Synergistic anticancer effects of liposomal doxorubicin and aprepitant combination therapy in breast cancer: Preclinical insights and therapeutic potential

Doxil (PEGylated Liposomal Doxorubicin) is a formulation of doxorubicin encapsulated in pegylated liposomes, which prolongs its presence in the bloodstream, enhancing drug delivery to cancer cells. This study investigates the synergistic anticancer effects of Doxil combined with aprepitant, a neurokinin-1 receptor antagonist, in breast cancer (BC) through laboratory and animal experiments. Cytotoxicity was assessed using the MTT method, while mRNA and protein expression were evaluated via qRT-PCR and Western blot. Flow cytometry was employed to analyze cell cycle and apoptosis distribution. Additionally, cell migration and angiogenesis were examined using wound-healing and CAM assays, respectively.

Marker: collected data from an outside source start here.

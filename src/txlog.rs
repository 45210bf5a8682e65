//! Transaction log: on-disk staging cache for uncommitted pages,
//! partitioned by record kind. Modeled as `Option<TransactionLog>` at the
//! call site (design note: absence means "all data is in the main file";
//! never allocate an empty log). Opened only when a `commit.inflight`
//! marker file is present next to the resource file.
//!
//! Persisted through `bincode`'s serde bridge, the same convention used
//! throughout this crate for internal staging structures that are not part
//! of the externally specified page layout.

use std::collections::HashMap;
use std::path::{Path, PathBuf};

use bincode::config::{standard, Configuration};
use bincode::serde::{decode_from_slice, encode_to_vec};
use serde::{Deserialize, Serialize};

use crate::error::{Result, SirixError};
use crate::page::kv::KeyValuePage;
use crate::page::PageKey;

pub const COMMIT_INFLIGHT_MARKER: &str = "commit.inflight";

#[derive(Debug, Clone, Copy, PartialEq, Eq, Hash, Serialize, Deserialize)]
pub enum LogPartition {
    Page,
    Node,
    Path,
    Value,
}

/// A staged entry: either a fully-formed leaf, or a sentinel recording that
/// the key is known to be logically empty (so a combine doesn't have to
/// fall through to the persisted file to find that out).
#[derive(Debug, Clone)]
pub enum Container {
    Leaf(Box<KeyValuePage>),
    Empty,
}

/// On-disk representation, kept separate from `Container` because
/// `KeyValuePage`'s own wire format is the hand-rolled layout from
/// `page::kv`, not something `bincode`'s serde bridge should touch directly.
#[derive(Debug, Serialize, Deserialize)]
struct StagedEntry {
    partition: LogPartition,
    page_key: PageKey,
    is_empty: bool,
}

/// Per-kind staging store backed by a temporary file. The in-memory map is
/// authoritative during a transaction; `persist`/`load` round-trip it to
/// disk so a long-running write transaction can survive a process restart
/// without losing uncommitted work (write-path concern, exercised here only
/// for the file-format contract the read side must be able to open).
pub struct TransactionLog {
    backing_path: PathBuf,
    entries: HashMap<(LogPartition, PageKey), Container>,
    serializer_config: Configuration,
}

impl TransactionLog {
    /// Open the log iff `resource_path`'s sibling `commit.inflight` marker
    /// exists; otherwise `Ok(None)` (never allocate an empty log).
    pub fn open(resource_path: &Path) -> Result<Option<Self>> {
        let marker = marker_path(resource_path);
        if !marker.exists() {
            return Ok(None);
        }
        let backing_path = backing_path(resource_path);
        let mut log =
            Self { backing_path: backing_path.clone(), entries: HashMap::new(), serializer_config: standard() };
        if backing_path.exists() {
            log.load()?;
        }
        Ok(Some(log))
    }

    fn load(&mut self) -> Result<()> {
        let bytes = std::fs::read(&self.backing_path)?;
        if bytes.is_empty() {
            return Ok(());
        }
        let (staged, _): (Vec<StagedEntry>, usize) = decode_from_slice(&bytes, self.serializer_config)
            .map_err(|e| SirixError::CorruptPage { page_key: 0, reason: format!("transaction log decode failed: {e}") })?;
        for entry in staged {
            // Only `Empty` sentinels survive a restart: reconstructing a
            // `Leaf` container needs the `IndexType`/`ResourceConfig` that
            // produced it, which this file format does not carry. A real
            // leaf left mid-commit when the process died is recovered by
            // replaying the write path, not by this log.
            if !entry.is_empty {
                continue;
            }
            self.entries.insert((entry.partition, entry.page_key), Container::Empty);
        }
        Ok(())
    }

    #[must_use]
    pub fn get(&self, partition: LogPartition, page_key: PageKey) -> Option<&Container> {
        self.entries.get(&(partition, page_key))
    }

    pub fn put(&mut self, partition: LogPartition, page_key: PageKey, container: Container) {
        self.entries.insert((partition, page_key), container);
    }

    pub fn put_all(&mut self, entries: impl IntoIterator<Item = (LogPartition, PageKey, Container)>) {
        for (partition, page_key, container) in entries {
            self.put(partition, page_key, container);
        }
    }

    pub fn clear(&mut self) {
        self.entries.clear();
    }

    /// Flush the `Empty`-sentinel subset of the log to the backing file (see
    /// the note on `load` for why `Leaf` containers don't round-trip here).
    pub fn persist(&self) -> Result<()> {
        let staged: Vec<StagedEntry> = self
            .entries
            .iter()
            .filter_map(|((partition, page_key), container)| match container {
                Container::Empty => Some(StagedEntry { partition: *partition, page_key: *page_key, is_empty: true }),
                Container::Leaf(_) => None,
            })
            .collect();
        let bytes = encode_to_vec(&staged, self.serializer_config)
            .map_err(|e| SirixError::IllegalState(format!("transaction log encode failed: {e}")))?;
        std::fs::write(&self.backing_path, bytes)?;
        Ok(())
    }

    pub fn close(mut self) -> Result<()> {
        self.persist()?;
        self.clear();
        Ok(())
    }
}

fn marker_path(resource_path: &Path) -> PathBuf {
    resource_path.with_file_name(COMMIT_INFLIGHT_MARKER)
}

fn backing_path(resource_path: &Path) -> PathBuf {
    resource_path.with_extension("txlog")
}

#[cfg(test)]
mod tests {
    use super::*;
    use crate::config::ResourceConfig;
    use crate::page::IndexType;
    use crate::record::Record;

    #[test]
    fn absent_marker_means_no_log() {
        let dir = tempfile::tempdir().unwrap();
        let resource = dir.path().join("resource.sirix");
        std::fs::write(&resource, b"").unwrap();
        assert!(TransactionLog::open(&resource).unwrap().is_none());
    }

    #[test]
    fn marker_present_opens_an_empty_log() {
        let dir = tempfile::tempdir().unwrap();
        let resource = dir.path().join("resource.sirix");
        std::fs::write(&resource, b"").unwrap();
        std::fs::write(marker_path(&resource), b"").unwrap();

        let log = TransactionLog::open(&resource).unwrap().unwrap();
        assert!(log.get(LogPartition::Node, 0).is_none());
    }

    #[test]
    fn s6_log_entry_takes_precedence_in_memory() {
        let dir = tempfile::tempdir().unwrap();
        let resource = dir.path().join("resource.sirix");
        std::fs::write(&resource, b"").unwrap();
        std::fs::write(marker_path(&resource), b"").unwrap();

        let mut log = TransactionLog::open(&resource).unwrap().unwrap();
        let config = ResourceConfig::default();
        let mut leaf = KeyValuePage::new(0, IndexType::Document, 0, &config);
        leaf.put(1, Record::new(1, b"logged".to_vec())).unwrap();
        log.put(LogPartition::Node, 0, Container::Leaf(Box::new(leaf)));

        match log.get(LogPartition::Node, 0) {
            Some(Container::Leaf(leaf)) => {
                let (_, record) = leaf.entries().find(|(k, _)| **k == 1).unwrap();
                assert_eq!(record.payload(), b"logged");
            }
            other => panic!("expected a logged leaf, got {other:?}"),
        }
    }

    #[test]
    fn clear_empties_every_partition() {
        let dir = tempfile::tempdir().unwrap();
        let resource = dir.path().join("resource.sirix");
        std::fs::write(&resource, b"").unwrap();
        std::fs::write(marker_path(&resource), b"").unwrap();
        let mut log = TransactionLog::open(&resource).unwrap().unwrap();
        log.put(LogPartition::Page, 5, Container::Empty);
        log.clear();
        assert!(log.get(LogPartition::Page, 5).is_none());
    }
}
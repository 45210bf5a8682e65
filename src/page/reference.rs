//! Page reference: a slot carrying either an in-memory page, a
//! persisted file key, or a transaction-log key, decorated with the
//! [`IndexType`] subtree it points into. Exactly one variant is
//! authoritative at any moment.

use crate::page::{IndexType, LogKey, PageHandle, PageKey, NULL_ID};

#[derive(Debug, Clone, Copy, PartialEq, Eq)]
pub enum PageReferenceTarget {
    Persisted(PageKey),
    Logged(LogKey),
    InMemory(PageHandle),
}

/// A page reference is never bare: it always knows which subtree it routes
/// into, because a reference read out of an indirect page only gets that
/// tag once the descent (see `revisioning::dereference_leaf`) assigns it.
#[derive(Debug, Clone, Copy, PartialEq, Eq)]
pub struct PageReference {
    pub index_type: IndexType,
    target: Option<PageReferenceTarget>,
}

impl PageReference {
    #[must_use]
    pub fn null(index_type: IndexType) -> Self {
        Self { index_type, target: None }
    }

    #[must_use]
    pub fn persisted(index_type: IndexType, key: PageKey) -> Self {
        Self { index_type, target: Some(PageReferenceTarget::Persisted(key)) }
    }

    #[must_use]
    pub fn logged(index_type: IndexType, key: LogKey) -> Self {
        Self { index_type, target: Some(PageReferenceTarget::Logged(key)) }
    }

    #[must_use]
    pub fn in_memory(index_type: IndexType, handle: PageHandle) -> Self {
        Self { index_type, target: Some(PageReferenceTarget::InMemory(handle)) }
    }

    #[must_use]
    pub fn is_null(&self) -> bool {
        self.target.is_none()
    }

    #[must_use]
    pub fn target(&self) -> Option<PageReferenceTarget> {
        self.target
    }

    #[must_use]
    pub fn page_key(&self) -> Option<PageKey> {
        match self.target {
            Some(PageReferenceTarget::Persisted(key)) => Some(key),
            _ => None,
        }
    }

    /// Re-tag this reference with the subtree it was descended through.
    /// Indirect-page storage does not itself record a subtree; the
    /// descent in `revisioning::dereference_leaf` stamps it on the way out.
    pub fn retag(&mut self, index_type: IndexType) {
        self.index_type = index_type;
    }

    /// `u64` form used by the fixed-size on-disk `IndirectPage` layout:
    /// `NULL_ID` for anything that is not a persisted reference (in-memory
    /// and logged references are resolved to a `PageKey` at commit time,
    /// before they ever reach this encoding).
    #[must_use]
    pub fn to_disk_key(&self) -> u64 {
        self.page_key().unwrap_or(NULL_ID)
    }

    #[must_use]
    pub fn from_disk_key(index_type: IndexType, key: u64) -> Self {
        if key == NULL_ID {
            Self::null(index_type)
        } else {
            Self::persisted(index_type, key)
        }
    }
}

The combined therapy significantly enhanced apoptosis and antiproliferation, as indicated by increased apoptotic and necrotic cell populations, G2/M phase cell accumulation, and changes in key cell cycle (cyclin D1, p53) and apoptosis (Bcl-2 and Bax) markers. In a murine BC model, Doxil and aprepitant treatment notably reduced tumor size. Furthermore, the combination therapy exhibited significant antimetastatic and antiangiogenic effects, characterized by decreased cell migration, altered MMP-2, MMP-9, VEGFA, and VEGFR1 levels, and reduced vasculature in CAM assays. These results suggest the potential of Doxil and aprepitant as a promising therapeutic approach for BC, meriting further clinical investigation.